Fourth, the carve-outs from the general obligation should be broadened to include actions disclosed in the seller’s interim operating plan delivered at signing. This is the most underused drafting move I see. The seller knows, at signing, what operational changes it intends to make in the next ninety days — hiring plans, vendor renewals, product-line decisions. Putting that plan in a schedule, and carving out actions taken consistent with the schedule, eliminates the buyer’s option to assert breach on the basis of changes the seller had already disclosed. Template-language work rarely includes this construction by default, but it is the cleanest seller-side answer to the interim-breach trap.

What sellers should do during the interregnum

Once the agreement is signed, the seller’s interim-period operating practice should be deliberate. Three habits matter.

First, document the ordinary-course basis for any operational decision that is at all out of the usual pattern. A memo to file describing the historical practice, the current decision, and the connection between them is cheap insurance against a later interim-breach allegation. The memo does not need to be elaborate; it needs to exist.

Second, route consent requests to the buyer in writing, with specificity about what is being asked and what the relevant historical practice is. Verbal consents from the deal team get lost when the deal goes sideways. Written consents with a thirty-day deemed-consent default are the procedural backbone of a clean interim period.

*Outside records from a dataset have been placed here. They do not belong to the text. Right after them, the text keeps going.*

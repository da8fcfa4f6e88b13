//! Error taxonomy for the workflow core.
//!
//! Every variant is recoverable: the controller records the message in
//! `PipelineState::error` and the user can retry the same action.

use crate::model::PipelineStep;
use std::time::Duration;
use thiserror::Error;

#[derive(Debug, Clone, Error)]
pub enum WorkflowError {
    /// Rejected on the client before any request was made.
    #[error("{0}")]
    Validation(String),

    /// Network failure or non-success response from the backend.
    #[error("{message}")]
    Transport {
        status: Option<u16>,
        message: String,
    },

    #[error("request timed out after {}", humantime::format_duration(*.0))]
    Timeout(Duration),

    /// Success status, but the payload breaks the artifact invariants.
    #[error("unexpected response from the analytics service: {0}")]
    Decode(String),

    #[error(transparent)]
    EmptyState(#[from] EmptyStateError),

    #[error("step '{}' is not reachable from '{}'", .requested.title(), .active.title())]
    StepLocked {
        requested: PipelineStep,
        active: PipelineStep,
    },

    #[error("export failed: {0}")]
    Export(String),
}

impl WorkflowError {
    pub fn validation(message: impl Into<String>) -> Self {
        Self::Validation(message.into())
    }

    /// True for failures raised before any request left the client.
    pub fn is_client_side(&self) -> bool {
        matches!(
            self,
            Self::Validation(_) | Self::EmptyState(_) | Self::StepLocked { .. }
        )
    }
}

/// A step was used before the artifact it depends on exists.
///
/// Views degrade to `guidance` plus a way back to `back_to`.
#[derive(Debug, Clone, PartialEq, Eq, Error)]
#[error("{guidance}")]
pub struct EmptyStateError {
    pub step: PipelineStep,
    pub guidance: &'static str,
    pub back_to: PipelineStep,
}

#[cfg(test)]
mod tests {
    use super::*;

    #[test]
    fn transport_error_displays_only_the_extracted_message() {
        let err = WorkflowError::Transport {
            status: Some(400),
            message: "Only CSV files are accepted".into(),
        };
        assert_eq!(err.to_string(), "Only CSV files are accepted");
        assert!(!err.is_client_side());
    }

    #[test]
    fn timeout_message_is_human_readable() {
        let err = WorkflowError::Timeout(Duration::from_secs(90));
        assert_eq!(err.to_string(), "request timed out after 1m 30s");
        let err = WorkflowError::Timeout(Duration::from_millis(250));
        assert_eq!(err.to_string(), "request timed out after 250ms");
    }

    #[test]
    fn locked_step_names_both_steps() {
        let err = WorkflowError::StepLocked {
            requested: PipelineStep::Results,
            active: PipelineStep::View,
        };
        assert!(err.is_client_side());
        assert_eq!(
            err.to_string(),
            "step 'Results' is not reachable from 'Data Preview'"
        );
    }
}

Third, treat the buyer’s diligence requests during the interim period as discovery, not as collaboration. The buyer’s questions about specific operational decisions are often the precursor to an interim-breach letter. The seller’s responses become evidence, and they should be prepared with the same care as the responses to a litigation document request would be. The M&A practice we run structures the interim-period communication channel through counsel for this reason, because the alternative — direct business-team communication — produces a record that is rarely as careful as the seller would want it to be three months later.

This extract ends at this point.